As humanitarian needs continue to rise globally, the EU maintains its commitment to support those in need by adopting its initial annual humanitarian budget of €1.7 billion for 2023. Human-induced humanitarian crises, resulting from wars with often widespread violations of international humanitarian law, conflicts, or outbreaks of violence are the main source of humanitarian needs in the world.
The EU’s humanitarian assistance helps millions of vulnerable people, including forcibly displaced people or trapped populations, as well as host communities. The needs resulting from such crises are often further exacerbated by disasters triggered by natural hazards, such as drought or floods, fuelled by climate change.

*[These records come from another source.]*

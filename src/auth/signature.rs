//! EIP-191 `personal_sign` hashing, secp256k1 signer recovery and EIP-55
//! address handling.

use k256::ecdsa::{RecoveryId, Signature as EcdsaSignature, VerifyingKey};
use sha3::{Digest, Keccak256};
use subtle::ConstantTimeEq;

use crate::error::VerifyFailure;

/// A 20-byte Ethereum account address.
#[derive(Debug, Clone, Copy, PartialEq, Eq, Hash)]
pub struct Address([u8; 20]);

impl Address {
    /// Parse a `0x`-prefixed 40-hex address.
    ///
    /// All-lowercase and all-uppercase forms are accepted as-is. Mixed case
    /// must carry a valid EIP-55 checksum.
    pub fn parse(value: &str) -> Option<Self> {
        let hex_part = value.trim().strip_prefix("0x")?;
        if hex_part.len() != 40 || !hex_part.chars().all(|c| c.is_ascii_hexdigit()) {
            return None;
        }
        let mut bytes = [0u8; 20];
        hex::decode_to_slice(hex_part, &mut bytes).ok()?;
        let address = Self(bytes);

        let has_lower = hex_part.chars().any(|c| c.is_ascii_lowercase());
        let has_upper = hex_part.chars().any(|c| c.is_ascii_uppercase());
        if has_lower && has_upper && address.to_checksum() != format!("0x{hex_part}") {
            return None;
        }
        Some(address)
    }

    pub fn as_bytes(&self) -> &[u8; 20] {
        &self.0
    }

    /// Lowercase `0x` form, used for storage keys and comparisons.
    pub fn to_lower_hex(&self) -> String {
        format!("0x{}", hex::encode(self.0))
    }

    /// EIP-55 mixed-case checksum form.
    pub fn to_checksum(&self) -> String {
        let lower = hex::encode(self.0);
        let digest = Keccak256::digest(lower.as_bytes());
        let mut out = String::with_capacity(42);
        out.push_str("0x");
        for (i, c) in lower.chars().enumerate() {
            let nibble = (digest[i / 2] >> if i % 2 == 0 { 4 } else { 0 }) & 0x0f;
            if c.is_ascii_alphabetic() && nibble >= 8 {
                out.push(c.to_ascii_uppercase());
            } else {
                out.push(c);
            }
        }
        out
    }

    fn from_verifying_key(key: &VerifyingKey) -> Result<Self, VerifyFailure> {
        let encoded = key.to_encoded_point(false);
        let pubkey = encoded.as_bytes();
        if pubkey.len() != 65 || pubkey[0] != 0x04 {
            return Err(VerifyFailure::MalformedSignature(
                "unexpected recovered public key format".to_string(),
            ));
        }
        let digest = Keccak256::digest(&pubkey[1..]);
        let mut bytes = [0u8; 20];
        bytes.copy_from_slice(&digest[12..]);
        Ok(Self(bytes))
    }
}

impl std::fmt::Display for Address {
    fn fmt(&self, f: &mut std::fmt::Formatter<'_>) -> std::fmt::Result {
        f.write_str(&self.to_checksum())
    }
}

/// Normalize a wallet address to lowercase `0x` hex, if it is valid.
pub fn normalize_wallet_address(value: &str) -> Option<String> {
    Address::parse(value).map(|a| a.to_lower_hex())
}

/// Keccak-256 of the EIP-191 `personal_sign` envelope for `message`.
pub fn eip191_personal_sign_hash(message: &str) -> [u8; 32] {
    let bytes = message.as_bytes();
    let prefix = format!("\x19Ethereum Signed Message:\n{}", bytes.len());
    let mut hasher = Keccak256::new();
    hasher.update(prefix.as_bytes());
    hasher.update(bytes);
    hasher.finalize().into()
}

/// Recover the address that produced `signature_hex` over `message`.
pub fn recover_signer(message: &str, signature_hex: &str) -> Result<Address, VerifyFailure> {
    let trimmed = signature_hex.trim();
    let hex_part = trimmed.strip_prefix("0x").unwrap_or(trimmed);
    let signature_bytes = hex::decode(hex_part)
        .map_err(|e| VerifyFailure::MalformedSignature(format!("invalid hex: {e}")))?;
    if signature_bytes.len() != 65 {
        return Err(VerifyFailure::MalformedSignature(format!(
            "signature must decode to 65 bytes, got {}",
            signature_bytes.len()
        )));
    }

    let sig = EcdsaSignature::try_from(&signature_bytes[..64])
        .map_err(|e| VerifyFailure::MalformedSignature(format!("invalid ECDSA bytes: {e}")))?;
    let recovery_id = normalize_recovery_id(signature_bytes[64])?;
    let prehash = eip191_personal_sign_hash(message);
    let verifying_key = VerifyingKey::recover_from_prehash(&prehash, &sig, recovery_id)
        .map_err(|e| VerifyFailure::MalformedSignature(format!("recovery failed: {e}")))?;
    Address::from_verifying_key(&verifying_key)
}

/// Check that `signature_hex` over `message` was produced by `expected`.
pub fn verify_wallet_signature(
    message: &str,
    signature_hex: &str,
    expected: &Address,
) -> Result<(), VerifyFailure> {
    let recovered = recover_signer(message, signature_hex)?;
    if bool::from(recovered.as_bytes()[..].ct_eq(&expected.as_bytes()[..])) {
        Ok(())
    } else {
        Err(VerifyFailure::SignatureMismatch)
    }
}

fn normalize_recovery_id(raw: u8) -> Result<RecoveryId, VerifyFailure> {
    let id = match raw {
        27 | 28 => raw - 27,
        0 | 1 => raw,
        _ => {
            return Err(VerifyFailure::MalformedSignature(
                "recovery id must be 0/1 or 27/28".to_string(),
            ));
        }
    };
    RecoveryId::try_from(id)
        .map_err(|_| VerifyFailure::MalformedSignature("recovery id is invalid".to_string()))
}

EU humanitarian aid in 2023 will be allocated as follows:
- €207.8 million will be directed to Southeast Europe and the European Neighbourhood addressing mostly the consequences of Russia’s war of aggression in Ukraine, as well as funding projects for ongoing needs in the Western Balkans, the Caucasus, and the effects of Syria crisis in Turkey.
- €181.5 million will support those affected by placed by conflict, insecurity, forced displacement, and climate shocks in the Sahel (Burkina Faso, Mali, Mauritania, and Niger), the Central African Republic, and the Lake Chad basin (Chad, Cameroon, and Nigeria), which result in large-scale displacement, disruption of livelihoods and lack of access to basic services.

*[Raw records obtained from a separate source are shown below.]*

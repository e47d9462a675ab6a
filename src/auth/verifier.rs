use std::sync::Arc;
use std::time::Duration;

use chrono::Utc;
use tracing::{debug, warn};

use super::message::SiweMessage;
use super::nonce::{ConsumeOutcome, NonceStore, issue_nonce};
use super::signature::{Address, verify_wallet_signature};
use crate::config::AuthConfig;
use crate::error::{Error, NonceStoreError, ValidationError, VerifyFailure};
use crate::metrics::{Computation, EventContext, Metrics};

/// Input for a new challenge message.
#[derive(Debug, Clone)]
pub struct MessageRequest {
    pub address: String,
    pub chain_id: Option<u64>,
}

/// Identity established by a successful verification.
#[derive(Debug, Clone, PartialEq, Eq)]
pub struct VerifiedIdentity {
    /// Lowercase `0x` hex.
    pub address: String,
    pub chain_id: u64,
    pub nonce: String,
}

/// Issues challenge messages and verifies signed ones.
pub struct SiweVerifier {
    config: AuthConfig,
    nonces: Arc<dyn NonceStore>,
    metrics: Metrics,
}

impl SiweVerifier {
    pub fn new(config: AuthConfig, nonces: Arc<dyn NonceStore>, metrics: Metrics) -> Self {
        Self {
            config,
            nonces,
            metrics,
        }
    }

    pub fn nonce_backend(&self) -> &'static str {
        self.nonces.backend_name()
    }

    pub fn pinned_domain(&self) -> Option<&str> {
        self.config.domain.as_deref()
    }

    fn nonce_ttl(&self) -> Duration {
        Duration::from_secs(self.config.nonce_ttl_secs)
    }

    /// Domain messages are bound to: the pinned one, else the request host.
    pub fn domain_for<'a>(&'a self, request_host: Option<&'a str>) -> Option<&'a str> {
        self.config.domain.as_deref().or(request_host)
    }

    /// Build a fresh message for `request` and register its nonce.
    ///
    /// `origin` becomes the message URI only when it names the bound domain;
    /// otherwise the URI is `https://{domain}`.
    pub async fn issue_message(
        &self,
        request: MessageRequest,
        request_host: Option<&str>,
        origin: Option<&str>,
    ) -> Result<SiweMessage, Error> {
        let raw = request.address.trim();
        if raw.is_empty() {
            return Err(ValidationError::MissingAddress.into());
        }
        let address = Address::parse(raw).ok_or(ValidationError::InvalidAddress)?;
        let chain_id = match request.chain_id {
            None => self.config.default_chain_id,
            Some(0) => return Err(ValidationError::InvalidChainId.into()),
            Some(id) => id,
        };

        let domain = self
            .domain_for(request_host)
            .ok_or(ValidationError::MissingHost)?
            .to_string();
        let uri = origin
            .filter(|origin| origin_host(origin) == Some(domain.as_str()))
            .map(str::to_string)
            .unwrap_or_else(|| format!("https://{domain}"));
        let nonce = issue_nonce(self.nonces.as_ref(), self.nonce_ttl()).await?;
        let issued_at = Utc::now();
        let expiration_time = chrono::Duration::from_std(self.nonce_ttl())
            .ok()
            .map(|ttl| issued_at + ttl);

        self.metrics.record_event(EventContext::MessageIssued);
        debug!(address = %address.to_lower_hex(), chain_id, "Issued sign-in message");

        Ok(SiweMessage {
            domain,
            address,
            statement: self.config.statement.clone(),
            uri,
            chain_id,
            nonce,
            issued_at,
            expiration_time,
            not_before: None,
            request_id: None,
            resources: Vec::new(),
        })
    }

    /// Verify a signed message.
    ///
    /// The outer error is an infrastructure failure of the nonce store; the
    /// inner result is the authentication decision. The nonce is consumed
    /// only after the signature checks out.
    pub async fn verify(
        &self,
        message: &str,
        signature: &str,
        request_host: Option<&str>,
    ) -> Result<Result<VerifiedIdentity, VerifyFailure>, NonceStoreError> {
        self.metrics.record_event(EventContext::Verify);
        let outcome = self.verify_inner(message, signature, request_host).await?;
        match &outcome {
            Ok(identity) => {
                self.metrics.record_verification("success");
                debug!(address = %identity.address, chain_id = identity.chain_id, "Sign-in verified");
            }
            Err(failure) => {
                self.metrics.record_verification(failure.reason());
                warn!(reason = failure.reason(), detail = %failure, "Sign-in verification failed");
            }
        }
        Ok(outcome)
    }

    async fn verify_inner(
        &self,
        message: &str,
        signature: &str,
        request_host: Option<&str>,
    ) -> Result<Result<VerifiedIdentity, VerifyFailure>, NonceStoreError> {
        let parsed = match message.parse::<SiweMessage>() {
            Ok(parsed) => parsed,
            Err(failure) => return Ok(Err(failure)),
        };

        if let Some(expected) = self.domain_for(request_host)
            && parsed.domain != expected
        {
            return Ok(Err(VerifyFailure::DomainMismatch {
                expected: expected.to_string(),
                actual: parsed.domain,
            }));
        }

        if let Err(failure) = parsed.check_time(Utc::now()) {
            return Ok(Err(failure));
        }

        let signature_check = self.metrics.time(Computation::SignatureRecovery, || {
            verify_wallet_signature(message, signature, &parsed.address)
        });
        if let Err(failure) = signature_check {
            return Ok(Err(failure));
        }

        let consumed = match self.nonces.consume(&parsed.nonce).await? {
            ConsumeOutcome::Consumed => Ok(()),
            ConsumeOutcome::Unknown => Err(VerifyFailure::UnknownNonce),
            ConsumeOutcome::AlreadyUsed => Err(VerifyFailure::NonceReused),
            ConsumeOutcome::Expired => Err(VerifyFailure::NonceExpired),
        };

        Ok(consumed.map(|()| VerifiedIdentity {
            address: parsed.address.to_lower_hex(),
            chain_id: parsed.chain_id,
            nonce: parsed.nonce,
        }))
    }
}

/// Host part of an `http(s)://host[:port]` origin.
fn origin_host(origin: &str) -> Option<&str> {
    origin
        .strip_prefix("https://")
        .or_else(|| origin.strip_prefix("http://"))
        .map(|host| host.trim_end_matches('/'))
}

#[cfg(test)]
mod tests {
    use pretty_assertions::assert_eq;

    use super::*;
    use crate::auth::nonce::MemoryNonceStore;
    use crate::auth::signature::test_wallet::{DEV_ADDRESS, TestWallet};

    const HOST: &str = "localhost:3000";

    fn verifier() -> (SiweVerifier, Metrics) {
        let metrics = Metrics::new().expect("metrics");
        let verifier = SiweVerifier::new(
            AuthConfig::default(),
            Arc::new(MemoryNonceStore::new()),
            metrics.clone(),
        );
        (verifier, metrics)
    }

    async fn issue(verifier: &SiweVerifier, address: &str) -> String {
        verifier
            .issue_message(
                MessageRequest {
                    address: address.to_string(),
                    chain_id: Some(1),
                },
                Some(HOST),
                None,
            )
            .await
            .expect("issue")
            .to_string()
    }

    #[tokio::test]
    async fn signed_message_verifies_exactly_once() {
        let (verifier, metrics) = verifier();
        let wallet = TestWallet::dev();
        let message = issue(&verifier, &DEV_ADDRESS.to_ascii_uppercase().replace("0X", "0x")).await;
        let signature = wallet.sign(&message);

        let identity = verifier
            .verify(&message, &signature, Some(HOST))
            .await
            .expect("store")
            .expect("first verification succeeds");
        assert_eq!(identity.address, DEV_ADDRESS.to_ascii_lowercase());
        assert_eq!(identity.chain_id, 1);

        let replay = verifier
            .verify(&message, &signature, Some(HOST))
            .await
            .expect("store");
        assert_eq!(replay, Err(VerifyFailure::NonceReused));
        assert_eq!(metrics.verification_count("success"), 1);
        assert_eq!(metrics.verification_count("nonce_reused"), 1);
    }

    #[tokio::test]
    async fn signature_from_other_key_is_rejected_and_nonce_survives() {
        let (verifier, _) = verifier();
        let claimed = TestWallet::dev();
        let attacker = TestWallet::from_hex(
            "59c6995e998f97a5a0044966f0945389dc9e86dae88c7a8412f4603b6b78690d",
        );
        let message = issue(&verifier, &claimed.address().to_checksum()).await;

        let forged = verifier
            .verify(&message, &attacker.sign(&message), Some(HOST))
            .await
            .expect("store");
        assert_eq!(forged, Err(VerifyFailure::SignatureMismatch));

        let genuine = verifier
            .verify(&message, &claimed.sign(&message), Some(HOST))
            .await
            .expect("store");
        assert!(genuine.is_ok());
    }

    #[tokio::test]
    async fn unknown_nonce_is_rejected() {
        let (other, _) = verifier();
        let (verifier, _) = verifier();
        let wallet = TestWallet::dev();
        // Issued by a different store, so this verifier never saw the nonce.
        let message = issue(&other, DEV_ADDRESS).await;

        let outcome = verifier
            .verify(&message, &wallet.sign(&message), Some(HOST))
            .await
            .expect("store");
        assert_eq!(outcome, Err(VerifyFailure::UnknownNonce));
    }

    #[tokio::test]
    async fn domain_and_shape_checks_run_before_signatures() {
        let (verifier, _) = verifier();
        let wallet = TestWallet::dev();
        let message = issue(&verifier, DEV_ADDRESS).await;

        let wrong_host = verifier
            .verify(&message, &wallet.sign(&message), Some("evil.example"))
            .await
            .expect("store");
        assert!(matches!(wrong_host, Err(VerifyFailure::DomainMismatch { .. })));

        let garbage = verifier
            .verify("not a sign-in message", "0x00", Some(HOST))
            .await
            .expect("store");
        assert!(matches!(garbage, Err(VerifyFailure::Malformed(_))));

        let bad_signature = verifier
            .verify(&message, "0x1234", Some(HOST))
            .await
            .expect("store");
        assert!(matches!(bad_signature, Err(VerifyFailure::MalformedSignature(_))));

        // None of the failures above consumed the nonce.
        let ok = verifier
            .verify(&message, &wallet.sign(&message), Some(HOST))
            .await
            .expect("store");
        assert!(ok.is_ok());
    }

    #[tokio::test]
    async fn expired_message_is_rejected() {
        let (verifier, _) = verifier();
        let wallet = TestWallet::dev();
        let mut message: SiweMessage = issue(&verifier, DEV_ADDRESS)
            .await
            .parse()
            .expect("parse");
        message.expiration_time = Some(Utc::now() - chrono::Duration::seconds(1));
        let text = message.to_string();

        let outcome = verifier
            .verify(&text, &wallet.sign(&text), Some(HOST))
            .await
            .expect("store");
        assert_eq!(outcome, Err(VerifyFailure::Expired));
    }

    #[tokio::test]
    async fn issue_validates_input() {
        let (verifier, _) = verifier();
        let missing = verifier
            .issue_message(
                MessageRequest {
                    address: "  ".to_string(),
                    chain_id: None,
                },
                Some(HOST),
                None,
            )
            .await;
        assert!(matches!(
            missing,
            Err(Error::Validation(ValidationError::MissingAddress))
        ));

        let bad = verifier
            .issue_message(
                MessageRequest {
                    address: "0xnothex".to_string(),
                    chain_id: None,
                },
                Some(HOST),
                None,
            )
            .await;
        assert!(matches!(
            bad,
            Err(Error::Validation(ValidationError::InvalidAddress))
        ));

        let zero_chain = verifier
            .issue_message(
                MessageRequest {
                    address: DEV_ADDRESS.to_string(),
                    chain_id: Some(0),
                },
                Some(HOST),
                None,
            )
            .await;
        assert!(matches!(
            zero_chain,
            Err(Error::Validation(ValidationError::InvalidChainId))
        ));
    }

    #[tokio::test]
    async fn pinned_domain_overrides_request_host() {
        let config = AuthConfig {
            domain: Some("app.example.com".to_string()),
            ..AuthConfig::default()
        };
        let verifier = SiweVerifier::new(
            config,
            Arc::new(MemoryNonceStore::new()),
            Metrics::new().expect("metrics"),
        );
        let message = issue(&verifier, DEV_ADDRESS).await;
        assert!(message.starts_with("app.example.com wants you to sign in"));
        assert!(message.contains("URI: https://app.example.com\n"));

        let wallet = TestWallet::dev();
        let outcome = verifier
            .verify(&message, &wallet.sign(&message), Some("other-host:8080"))
            .await
            .expect("store");
        assert!(outcome.is_ok());
    }

    #[tokio::test]
    async fn origin_for_another_host_is_not_used_as_uri() {
        let (verifier, _) = verifier();
        let request = || MessageRequest {
            address: DEV_ADDRESS.to_string(),
            chain_id: None,
        };

        let same = verifier
            .issue_message(request(), Some(HOST), Some("http://localhost:3000"))
            .await
            .expect("issue");
        assert_eq!(same.uri, "http://localhost:3000");

        let foreign = verifier
            .issue_message(request(), Some(HOST), Some("https://evil.example"))
            .await
            .expect("issue");
        assert_eq!(foreign.uri, "https://localhost:3000");

        let no_host = verifier.issue_message(request(), None, None).await;
        assert!(matches!(
            no_host,
            Err(Error::Validation(ValidationError::MissingHost))
        ));
    }

    #[tokio::test(flavor = "multi_thread", worker_threads = 4)]
    async fn concurrent_verifications_succeed_once() {
        let (verifier, _) = verifier();
        let verifier = Arc::new(verifier);
        let wallet = TestWallet::dev();
        let message = issue(&verifier, DEV_ADDRESS).await;
        let signature = wallet.sign(&message);

        let mut handles = Vec::new();
        for _ in 0..16 {
            let verifier = Arc::clone(&verifier);
            let message = message.clone();
            let signature = signature.clone();
            handles.push(tokio::spawn(async move {
                verifier.verify(&message, &signature, Some(HOST)).await
            }));
        }

        let mut successes = 0;
        for handle in handles {
            if handle.await.expect("join").expect("store").is_ok() {
                successes += 1;
            }
        }
        assert_eq!(successes, 1);
    }
}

- €330.7 million go to programs in East and Southern Africa to address the needs of the people affected by long-term conflict in the Democratic Republic of Congo and those displaced by climate change and armed conflicts in Sudan, South Sudan, Uganda, and the Horn of Africa (Djibouti, Ethiopia, and Kenya).
- €382.2 million of EU humanitarian funding will be allocated in the Middle East and North Africa to address the ongoing regional crisis in Yemen, Syria, and its neighboring countries, as well as the critical situation of the Sahrawi refugees.

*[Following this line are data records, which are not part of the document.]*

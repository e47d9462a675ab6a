use std::str::FromStr;

use crate::error::ConfigError;

/// Read an env var, treating unset and blank values the same.
pub(crate) fn optional_env(key: &str) -> Result<Option<String>, ConfigError> {
    match std::env::var(key) {
        Ok(value) if value.trim().is_empty() => Ok(None),
        Ok(value) => Ok(Some(value.trim().to_string())),
        Err(std::env::VarError::NotPresent) => Ok(None),
        Err(std::env::VarError::NotUnicode(_)) => Err(ConfigError::InvalidValue {
            key: key.to_string(),
            message: "value is not valid unicode".to_string(),
        }),
    }
}

/// First non-empty value among several aliases, in priority order.
pub(crate) fn first_non_empty_env(keys: &[&str]) -> Result<Option<String>, ConfigError> {
    for key in keys {
        if let Some(value) = optional_env(key)? {
            return Ok(Some(value));
        }
    }
    Ok(None)
}

/// Parse an optional env var with `FromStr`, reporting the key on failure.
pub(crate) fn parse_optional_env<T>(key: &str) -> Result<Option<T>, ConfigError>
where
    T: FromStr,
    T::Err: std::fmt::Display,
{
    optional_env(key)?
        .map(|s| s.parse::<T>())
        .transpose()
        .map_err(|e| ConfigError::InvalidValue {
            key: key.to_string(),
            message: e.to_string(),
        })
}

pub(crate) fn parse_bool_env(key: &str) -> Result<Option<bool>, ConfigError> {
    match optional_env(key)? {
        None => Ok(None),
        Some(value) => match value.to_ascii_lowercase().as_str() {
            "1" | "true" | "yes" | "on" => Ok(Some(true)),
            "0" | "false" | "no" | "off" => Ok(Some(false)),
            _ => Err(ConfigError::InvalidValue {
                key: key.to_string(),
                message: format!("expected a boolean, got '{value}'"),
            }),
        },
    }
}

pub(crate) fn normalize_variant(value: &str) -> String {
    value.trim().to_ascii_lowercase().replace(['-', ' '], "_")
}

- €237 million in humanitarian assistance will help the most vulnerable populations in Asia and Latin America. In Asia, the funding will address the Afghanistan and Rohingya crises (Bangladesh and Myanmar) as well as the impact of climate change in the region. In Latin America and the Caribbean the EU will continue its support on the impact of the crisis in Venezuela, the humanitarian consequences of the armed conflicts in Colombia as well as pervasive violence in Haiti, Central America, and Mexico.
- €141.5 million will be used to answer sudden onset emergencies in 2023
- €122 million are reserved for unforeseen humanitarian crises that can arise throughout the year.
- €108.2 million will be committed to horizontal activities, innovative projects, and policy initiatives.
Since climate change is increasing communities’ vulnerability to humanitarian crises, funding will also those in disaster-prone countries to prepare better for various natural hazards, such as floods, forest fires, earthquakes, and cyclones.